Già nel 1995 Craxi aveva denunciato: «La cosidetta globalizzazione è la tesi più innaturale e più antistorica che si sia fatta avanti negli ultimi anni. È un prodotto di ben individuati settori americani. Dietro questa tesi si nasconde una sorta di nuovo e moderno e più sofisticato imperialismo. È vero che le nuove tecnologie tendono a rendere il mondo più unito, realtà e responsabilità più comuni, ma è anche vero che il mondo è fatto anche di popoli, Stati, razze, religioni, identità storiche, diversità, vocazioni specifiche. Il ridurre tutto ad uno, all'insegna di un nuovo ordine inevitabilmente imperiale corrisponde ad un'ideologia e ad un piano in cui non può non prevalere la violenza».

In altri suoi appunti elaborati nel 1997 ha scritto: «Ogni nazione ha la sua identità, una sua storia, un ruolo geopolitico cui non può rinunziare. Cancellare il ruolo delle nazioni significa offendere un diritto dei popoli e creare le basi dello svuotamento, la disintegrazione. Dietro la longa manus della cosiddetta globalzzazione si avverte il respiro di nuovi imperialismi, sofisticati e violenti di natura essenzialmente finanziaria (…) Si presenta l'Europa come un paradiso terrestre ma per noi, nella migliore delle ipotesi, l'Europa sarà un limbo, nella peggiore un inferno. Bisogna quindi riflettere bene su ciò che si sta per fare, la cosa più ragionevole era quella di richiedere, anzi di pretendere, essendo l'Italia un grande Paese, la rinegoziazione dei Trattati di Maastricht».

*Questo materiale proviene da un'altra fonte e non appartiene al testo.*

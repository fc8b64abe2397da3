use actix_web::{HttpResponse, Responder, get, web};

use super::models::{AppState, StatsResponse};

#[get("/stats/")]
pub async fn get_stats(state: web::Data<AppState>) -> impl Responder {
    let ledger = state.ledger.lock().expect("mutex poisoned");
    HttpResponse::Ok().json(StatsResponse {
        height: ledger.len(),
        difficulty: ledger.difficulty(),
        pending_transactions: ledger.pending.len(),
        peers: ledger.peers.len(),
    })
}
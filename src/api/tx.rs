use actix_web::{HttpResponse, Responder, post, web};
use log::{debug, info};

use super::models::{AppState, NewTxRequest, NewTxResponse};
use crate::transaction::Transaction;

/// Submit a transaction into the pending pool.
///
/// Validation is shape-only: serde already rejected missing or mistyped
/// fields, and any sender/recipient string is acceptable, including the
/// reserved reward sender "0".
#[post("/transactions/")]
pub async fn post_transaction(
    state: web::Data<AppState>,
    body: web::Json<NewTxRequest>,
) -> impl Responder {
    let req = body.into_inner();
    debug!(
        "POST /transactions/ - received: {} -> {} ({})",
        req.sender, req.recipient, req.amount
    );

    let tx = Transaction::new(req.sender, req.recipient, req.amount);
    let block = {
        let mut ledger = state.ledger.lock().expect("mutex poisoned");
        ledger.submit_transaction(tx)
    };

    info!("POST /transactions/ - accepted, will be sealed in block {block}");
    HttpResponse::Ok().json(NewTxResponse {
        message: format!("Transaction will be added to Block {block}"),
        block,
    })
}
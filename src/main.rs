mod api;
mod consensus;
mod ledger;
mod transaction;

use actix_web::{App, HttpServer, web};
use dotenvy::dotenv;
use log::info;
use std::env;

use api::AppState;
use ledger::DEFAULT_DIFFICULTY;

#[actix_web::main]
async fn main() -> std::io::Result<()> {
    let _ = dotenv();
    env_logger::init();

    let host = env::var("HOST").unwrap_or_else(|_| "127.0.0.1".to_string());
    let port: u16 = env::var("PORT")
        .ok()
        .and_then(|v| v.parse().ok())
        .unwrap_or(8080);
    let difficulty: u32 = env::var("DIFFICULTY")
        .ok()
        .and_then(|v| v.parse().ok())
        .unwrap_or(DEFAULT_DIFFICULTY);

    let state = web::Data::new(AppState::with_difficulty(difficulty));

    println!("⛓️ Starting ledger node at http://{host}:{port}");
    info!(
        "node id {}, difficulty {difficulty} leading zero(s)",
        state.node_id
    );

    HttpServer::new(move || {
        App::new()
            .app_data(state.clone())
            .configure(api::init_routes)
    })
    .bind((host.as_str(), port))?
    .run()
    .await
}
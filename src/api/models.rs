use serde::{Deserialize, Serialize};
use std::sync::Mutex;
use std::time::Duration;
use uuid::Uuid;

use crate::consensus::PEER_TIMEOUT_SECS;
use crate::ledger::{DEFAULT_DIFFICULTY, Ledger};

/// Shared application state: the node's ledger behind a mutex, its
/// process-wide identity, and the HTTP client used to query peers.
pub struct AppState {
    pub ledger: Mutex<Ledger>,
    pub node_id: String,
    pub http: reqwest::Client,
}

impl AppState {
    pub fn with_difficulty(difficulty: u32) -> Self {
        Self {
            ledger: Mutex::new(Ledger::new(difficulty)),
            node_id: Uuid::new_v4().simple().to_string(),
            http: reqwest::Client::builder()
                .timeout(Duration::from_secs(PEER_TIMEOUT_SECS))
                .build()
                .expect("build http client"),
        }
    }
}

impl Default for AppState {
    fn default() -> Self {
        Self::with_difficulty(DEFAULT_DIFFICULTY)
    }
}

/* ---------- Chain API Models ---------- */

#[derive(Serialize)]
pub struct ChainResponse<'a> {
    pub length: usize,
    pub chain: &'a [crate::ledger::Block],
}

/* ---------- TX API Models ---------- */

#[derive(Deserialize)]
pub struct NewTxRequest {
    pub sender: String,
    pub recipient: String,
    pub amount: u64,
}

#[derive(Serialize)]
pub struct NewTxResponse {
    pub message: String,
    pub block: u64,
}

/* ---------- Nodes API Models ---------- */

#[derive(Deserialize)]
pub struct RegisterNodesRequest {
    pub nodes: Vec<String>,
}

#[derive(Serialize)]
pub struct RegisterNodesResponse {
    pub message: String,
    pub total_peers: usize,
}

#[derive(Serialize)]
pub struct ResolveResponse {
    pub replaced: bool,
    pub message: &'static str,
    pub length: usize,
}

/* ---------- Stats API Models ---------- */

#[derive(Serialize)]
pub struct StatsResponse {
    pub height: usize,
    pub difficulty: u32,
    pub pending_transactions: usize,
    pub peers: usize,
}
//! # 页面读取器
//!
//! 使用 `scraper` 解析 HTML，按元素 id 找到表格和申请单号元素，
//! 并把表格转换为只读的 `Table` 快照。
//!
//! ## 取行/取单元格规则
//! - 行：表格下所有后代 `<tr>`
//! - 单元格：行下所有后代 `<td>`
//! - `<input>` 取其 `value` 属性；注释、doctype 不产生文本
//!
//! ## 依赖关系
//! - 被 `parsers/mod.rs` 使用
//! - 使用 `models/markup.rs`

use crate::error::{BxcopyError, Result};
use crate::models::{Node, Row, Table};

use scraper::{ElementRef, Html};

/// 页面快照：表格和申请单号
#[derive(Debug, Clone, PartialEq, Eq)]
pub struct PageSnapshot {
    pub table: Table,
    pub request_id: String,
}

/// 读取页面快照
pub fn read_page(html: &str, table_id: &str, mark_id: &str) -> Result<PageSnapshot> {
    let doc = Html::parse_document(html);

    let table_el = find_by_id(&doc, table_id).ok_or_else(|| BxcopyError::TableNotFound {
        id: table_id.to_string(),
    })?;

    let request_id = find_by_id(&doc, mark_id)
        .map(|el| el.text().collect::<String>().trim().to_string())
        .unwrap_or_default();

    Ok(PageSnapshot {
        table: table_snapshot(table_el),
        request_id,
    })
}

/// 按 id 查找第一个元素
fn find_by_id<'a>(doc: &'a Html, id: &str) -> Option<ElementRef<'a>> {
    doc.root_element()
        .descendants()
        .filter_map(ElementRef::wrap)
        .find(|el| el.value().id() == Some(id))
}

/// 指定标签名的全部后代元素（不含自身）
fn descendants_named<'a>(el: ElementRef<'a>, name: &'a str) -> impl Iterator<Item = ElementRef<'a>> + 'a {
    el.descendants()
        .skip(1)
        .filter_map(ElementRef::wrap)
        .filter(move |e| e.value().name().eq_ignore_ascii_case(name))
}

fn table_snapshot(table_el: ElementRef<'_>) -> Table {
    let rows = descendants_named(table_el, "tr")
        .map(|tr| Row::new(descendants_named(tr, "td").map(element_node).collect()))
        .collect();
    Table::new(rows)
}

/// 元素 → 标记节点
fn element_node(el: ElementRef<'_>) -> Node {
    if el.value().name().eq_ignore_ascii_case("input") {
        return Node::input(el.value().attr("value").unwrap_or_default());
    }

    let children = el
        .children()
        .filter_map(|child| match child.value() {
            scraper::Node::Text(text) => Some(Node::text(&**text)),
            scraper::Node::Element(_) => ElementRef::wrap(child).map(element_node),
            _ => None,
        })
        .collect();

    Node::container(children)
}

#[cfg(test)]
mod tests {
    use super::*;

    const PAGE: &str = r#"<!DOCTYPE html>
<html><body>
<div>申请单号：<span id="requestmarkSpan"> REQ-1 </span></div>
<table id="oTable0">
  <tr><td colspan="6">费用报销单</td></tr>
  <tr><td>部门</td><td><input type="text" value="财务部"></td></tr>
  <tr><td>序号</td><td>摘要</td><td>费用类型</td><td>明细费用类型</td><td>借方科目</td><td><b>金</b>额</td></tr>
  <tr><td>1</td><td><span> taxi </span></td><td>travel</td><td>travel-detail</td><td>6602.008</td><td><input value=" ¥100.00 "></td></tr>
</table>
</body></html>"#;

    #[test]
    fn test_read_page_snapshot() {
        let page = read_page(PAGE, "oTable0", "requestmarkSpan").unwrap();
        assert_eq!(page.request_id, "REQ-1");
        assert_eq!(page.table.rows.len(), 4);
        assert_eq!(page.table.rows[1].cell_texts(), vec!["部门", "财务部"]);
        assert_eq!(
            page.table.rows[2].cell_texts(),
            vec!["序号", "摘要", "费用类型", "明细费用类型", "借方科目", "金额"]
        );
        assert_eq!(page.table.rows[3].cell_text(1), Some("taxi".to_string()));
        assert_eq!(page.table.rows[3].cell_text(5), Some("¥100.00".to_string()));
    }

    #[test]
    fn test_missing_table() {
        let err = read_page("<html><body><p>nothing</p></body></html>", "oTable0", "requestmarkSpan")
            .unwrap_err();
        assert!(matches!(err, BxcopyError::TableNotFound { ref id } if id == "oTable0"));
    }

    #[test]
    fn test_missing_mark_defaults_to_empty() {
        let html = r#"<table id="t"><tr><td>a</td></tr></table>"#;
        let page = read_page(html, "t", "requestmarkSpan").unwrap();
        assert_eq!(page.request_id, "");
        assert_eq!(page.table.rows.len(), 1);
    }

    #[test]
    fn test_nested_rows_and_cells_are_included() {
        // 与 DOM getElementsByTagName 一致：嵌套表格的行也会被收集
        let html = r#"<table id="t"><tr><td>x<table><tr><td>y</td></tr></table></td></tr></table>"#;
        let page = read_page(html, "t", "m").unwrap();
        assert_eq!(page.table.rows.len(), 2);
        assert_eq!(page.table.rows[0].cell_texts(), vec!["xy", "y"]);
    }

    #[test]
    fn test_comments_contribute_nothing() {
        let html = r#"<table id="t"><tr><td>金<!-- hidden -->额</td></tr></table>"#;
        let page = read_page(html, "t", "m").unwrap();
        assert_eq!(page.table.rows[0].cell_text(0), Some("金额".to_string()));
    }
}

Nel 1998 Craxi sulla medesima falsariga annoterà ancora: «Nel villaggio globale il welfare diventerà un lusso per pochi. E anche quei pochi dovranno ridurre la natura e l'ampiezza delle protezioni. Quando poi si sarà toccato il fondo si aprirà un nuovo capitolo delle rivoluzioni sociali».

Craxi fu l'unico uomo politico che tentò di salvare concretamente Aldo Moro. Craxi impose al Parlamento il primo socialista a capo dello Stato, ovvero il capo partigiano Sandro Pertini. Quello di Craxi è un continuo insistere e mai capitolare anche sul piano internazionale. Lui ribadisce ed afferma i principi di una geopolitica tutta italiana: una linea nitida che da Enrico Mattei attraversa Aldo Moro e culmina in Craxi. Con Craxi a Palazzo Chigi la Gran Bretagna è superata per volume di prodotto interno lordo. L'Italia di Craxi era la sesta nazione più ricca del mondo.

Per l'Italia il 1992 è stato l'anno in cui ha perso definitivamente la sua già ridotta sovranità con l'accordo di Maastricht. Entrarono nel vivo le indagini giudiziarie di tangentopoli, ben pilotate da Washington e Londra, disarticolando la geografia politica dell'Italia repubblicana. Il partito comunista, però, fu incredibilmente risparmiato dai magistrati. E proprio in quell'anno furono eliminati in Sicilia, i giudici Falcone e Borsellino, mentre nell'intermezzo stragistico, approdò al largo di Civitavecchia (giugno 1992) il panfilo Britannia dei Windsor, per decidere la spartizione dell'Italia. A bordo c'era anche un certo Mario Draghi. Craxi ha giustamente irriso USA e Gran Bretagna e alla fine ha pagato un prezzo drammatico, trattato come un capro espiatorio della politica italiana.

Due scene mi sono rimaste particolarmente impresse. Craxi che giganteggia in Parlamento per l'ultimo discorso: la politica diventa chiamata di correità.